ACP letter to Bishops: Need for Conversation on the Pastoral Outreach to Gay Catholics

Earlier this week the ACP Leadership wrote to all the bishops calling for a conversation on the pastoral outreach to gay Catholics. The letter is attached:

 

Tuesday 18 May 2021

 Dear Bishop,

There needs to be a conversation in the Irish Church that involves a sensitive and respectful pastoral outreach to gay Catholics. Pope Francis has demonstrated that respect and sensitivity in his carefully judged words, and has encouraged us to go to the peripheries and to welcome all the baptised, including gay Catholics, into the Church’s care. It is both their right and our responsibility.

This need has been underlined recently by the insensitive and unnecessary intervention by the Congregation for the Doctrine of the Faith (CDF) that has brought such pain and distress to gay women and men, to their families and friends.
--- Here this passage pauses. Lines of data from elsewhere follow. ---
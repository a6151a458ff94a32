//! Ticket domain services.
//!
//! [`TicketService`] implements the ticket driving ports. Each operation
//! fetches state through the store ports, hands it to the lifecycle engine,
//! and persists whatever the engine decided.

use std::collections::HashMap;
use std::sync::Arc;

use async_trait::async_trait;
use mockable::Clock;
use serde_json::json;
use tracing::{debug, info};

use crate::domain::access::{Operation, authorize};
use crate::domain::lifecycle::{
    self, LifecycleError, TicketEdit, TicketFilter, TicketOrder, TicketQuery, TicketTransition,
};
use crate::domain::ports::{
    TicketCommand, TicketPersistenceError, TicketRepository, TicketView, TicketsQuery,
    UserRepository,
};
use crate::domain::user_service::map_user_persistence_error;
use crate::domain::{
    Caller, Error, NewTicket, Remarks, Ticket, TicketId, TicketStatus, UserId, UserSummary,
};

pub(crate) fn map_ticket_persistence_error(error: TicketPersistenceError) -> Error {
    match error {
        TicketPersistenceError::Connection { message } => {
            Error::service_unavailable(format!("ticket repository unavailable: {message}"))
        }
        TicketPersistenceError::Query { message } => {
            Error::internal(format!("ticket repository error: {message}"))
        }
        TicketPersistenceError::NotFound { ticket_id } => {
            Error::not_found(format!("ticket {ticket_id} not found"))
        }
        TicketPersistenceError::StaleStatus {
            ticket_id,
            expected,
            actual,
        } => {
            debug!(%ticket_id, %expected, %actual, "conditional ticket write lost a race");
            transition_error(expected, actual)
        }
    }
}

fn transition_error(expected: TicketStatus, actual: TicketStatus) -> Error {
    Error::invalid_transition(format!("ticket must be {expected} but is {actual}")).with_details(
        json!({
            "expected": expected.as_str(),
            "actual": actual.as_str(),
        }),
    )
}

pub(crate) fn map_lifecycle_error(error: LifecycleError) -> Error {
    match error {
        LifecycleError::Forbidden => Error::forbidden("caller may not perform this operation"),
        LifecycleError::InvalidTransition { expected, actual } => {
            transition_error(expected, actual)
        }
        LifecycleError::Validation(err) => Error::invalid_request(err.to_string()),
    }
}

/// Ticket service implementing [`TicketCommand`] and [`TicketsQuery`].
#[derive(Clone)]
pub struct TicketService<T, U> {
    tickets: Arc<T>,
    users: Arc<U>,
    clock: Arc<dyn Clock>,
}

impl<T, U> TicketService<T, U> {
    /// Create a service over the ticket and user stores.
    pub fn new(tickets: Arc<T>, users: Arc<U>, clock: Arc<dyn Clock>) -> Self {
        Self {
            tickets,
            users,
            clock,
        }
    }
}

impl<T, U> TicketService<T, U>
where
    T: TicketRepository,
    U: UserRepository,
{
    async fn load(&self, ticket_id: TicketId) -> Result<Ticket, Error> {
        self.tickets
            .find_by_id(&ticket_id)
            .await
            .map_err(map_ticket_persistence_error)?
            .ok_or_else(|| Error::not_found(format!("ticket {ticket_id} not found")))
    }

    async fn apply(&self, caller: &Caller, transition: TicketTransition) -> Result<Ticket, Error> {
        let stored = self
            .tickets
            .apply_transition(&transition)
            .await
            .map_err(map_ticket_persistence_error)?;
        info!(
            ticket_id = %transition.ticket_id,
            caller_id = %caller.id(),
            from = %transition.expected,
            to = %stored.status(),
            "ticket transition applied"
        );
        Ok(stored)
    }

    async fn view(&self, ticket: Ticket) -> Result<TicketView, Error> {
        let mut views = self.views(vec![ticket]).await?;
        views
            .pop()
            .ok_or_else(|| Error::internal("ticket view could not be assembled"))
    }

    /// Resolve coordinator and technician summaries with one store call.
    async fn views(&self, tickets: Vec<Ticket>) -> Result<Vec<TicketView>, Error> {
        if tickets.is_empty() {
            return Ok(Vec::new());
        }
        let mut ids: Vec<UserId> = Vec::new();
        for ticket in &tickets {
            let related = std::iter::once(ticket.coordinator_id()).chain(ticket.technician_id());
            for id in related {
                if !ids.contains(id) {
                    ids.push(id.clone());
                }
            }
        }
        let summaries: HashMap<UserId, UserSummary> = self
            .users
            .find_summaries(&ids)
            .await
            .map_err(map_user_persistence_error)?
            .into_iter()
            .map(|summary| (summary.id.clone(), summary))
            .collect();

        Ok(tickets
            .into_iter()
            .map(|ticket| TicketView {
                coordinator: summaries.get(ticket.coordinator_id()).cloned(),
                technician: ticket
                    .technician_id()
                    .and_then(|id| summaries.get(id))
                    .cloned(),
                ticket,
            })
            .collect())
    }
}

#[async_trait]
impl<T, U> TicketCommand for TicketService<T, U>
where
    T: TicketRepository,
    U: UserRepository,
{
    async fn create_ticket(&self, caller: &Caller, ticket: NewTicket) -> Result<TicketView, Error> {
        let ticket = lifecycle::open_ticket(caller, ticket, TicketId::random(), self.clock.utc())
            .map_err(map_lifecycle_error)?;
        self.tickets
            .insert(&ticket)
            .await
            .map_err(map_ticket_persistence_error)?;
        info!(
            ticket_id = %ticket.id(),
            caller_id = %caller.id(),
            department = %ticket.department(),
            "ticket opened"
        );
        self.view(ticket).await
    }

    async fn assign_technician(
        &self,
        caller: &Caller,
        ticket_id: TicketId,
        technician_id: UserId,
    ) -> Result<TicketView, Error> {
        let ticket = self.load(ticket_id).await?;
        // Refuse before revealing whether the technician exists.
        authorize(caller, Operation::AssignTechnician, Some(&ticket))
            .map_err(|denied| map_lifecycle_error(denied.into()))?;
        let technician = self
            .users
            .find_by_id(&technician_id)
            .await
            .map_err(map_user_persistence_error)?
            .ok_or_else(|| Error::not_found(format!("user {technician_id} not found")))?;

        let transition =
            lifecycle::assign_technician(caller, &ticket, &technician, self.clock.utc())
                .map_err(map_lifecycle_error)?;
        let stored = self.apply(caller, transition).await?;
        self.view(stored).await
    }

    async fn close_ticket(
        &self,
        caller: &Caller,
        ticket_id: TicketId,
        remarks: Option<Remarks>,
    ) -> Result<TicketView, Error> {
        let ticket = self.load(ticket_id).await?;
        let transition = lifecycle::close_ticket(caller, &ticket, remarks, self.clock.utc())
            .map_err(map_lifecycle_error)?;
        let stored = self.apply(caller, transition).await?;
        self.view(stored).await
    }

    async fn edit_ticket(
        &self,
        caller: &Caller,
        ticket_id: TicketId,
        edit: TicketEdit,
    ) -> Result<TicketView, Error> {
        let ticket = self.load(ticket_id).await?;
        let revision = lifecycle::edit_ticket(caller, &ticket, edit, self.clock.utc())
            .map_err(map_lifecycle_error)?;
        let stored = self
            .tickets
            .apply_revision(&revision)
            .await
            .map_err(map_ticket_persistence_error)?;
        info!(ticket_id = %ticket_id, caller_id = %caller.id(), "ticket details edited");
        self.view(stored).await
    }
}

#[async_trait]
impl<T, U> TicketsQuery for TicketService<T, U>
where
    T: TicketRepository,
    U: UserRepository,
{
    async fn get_ticket(&self, caller: &Caller, ticket_id: TicketId) -> Result<TicketView, Error> {
        let ticket = self.load(ticket_id).await?;
        lifecycle::ensure_visible(caller, &ticket).map_err(map_lifecycle_error)?;
        self.view(ticket).await
    }

    async fn list_tickets(
        &self,
        caller: &Caller,
        filter: TicketFilter,
        order: TicketOrder,
    ) -> Result<Vec<TicketView>, Error> {
        let visibility = lifecycle::visibility(caller).map_err(map_lifecycle_error)?;
        let query = TicketQuery {
            filter,
            visibility,
            order,
        };
        let tickets = self
            .tickets
            .list(&query)
            .await
            .map_err(map_ticket_persistence_error)?;
        self.views(tickets).await
    }
}

#[cfg(test)]
#[path = "ticket_service_tests.rs"]
mod tests;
The content, language and judgemental tone of the CDF’s statement reflect an increasingly out of touch and uncaring Church and exactly the kind of attitude that provokes more and more Catholics into walking away from our Church. Messages we have received from gay people and family members spoke of the hurt and anger they are made to feel and they write of the struggle they have remaining part of the church. Only one Irish Bishop had the courage to respond to the CDF statement and his words were deeply appreciated.

More worryingly, the CDF intervention runs counter to ‘the synodal path’ that Francis has told us is God’s way of being Church in the future and which the Irish Bishops have recently endorsed through their commitment to move the Irish Church along that pathway in preparation for a national synodal event within the next five years.

The Association of Catholic Priests (ACP) has enthusiastically supported the Bishops’ decision (ACP statement, Holy Thursday, 2021) and we look forward to playing our part in this important initiative.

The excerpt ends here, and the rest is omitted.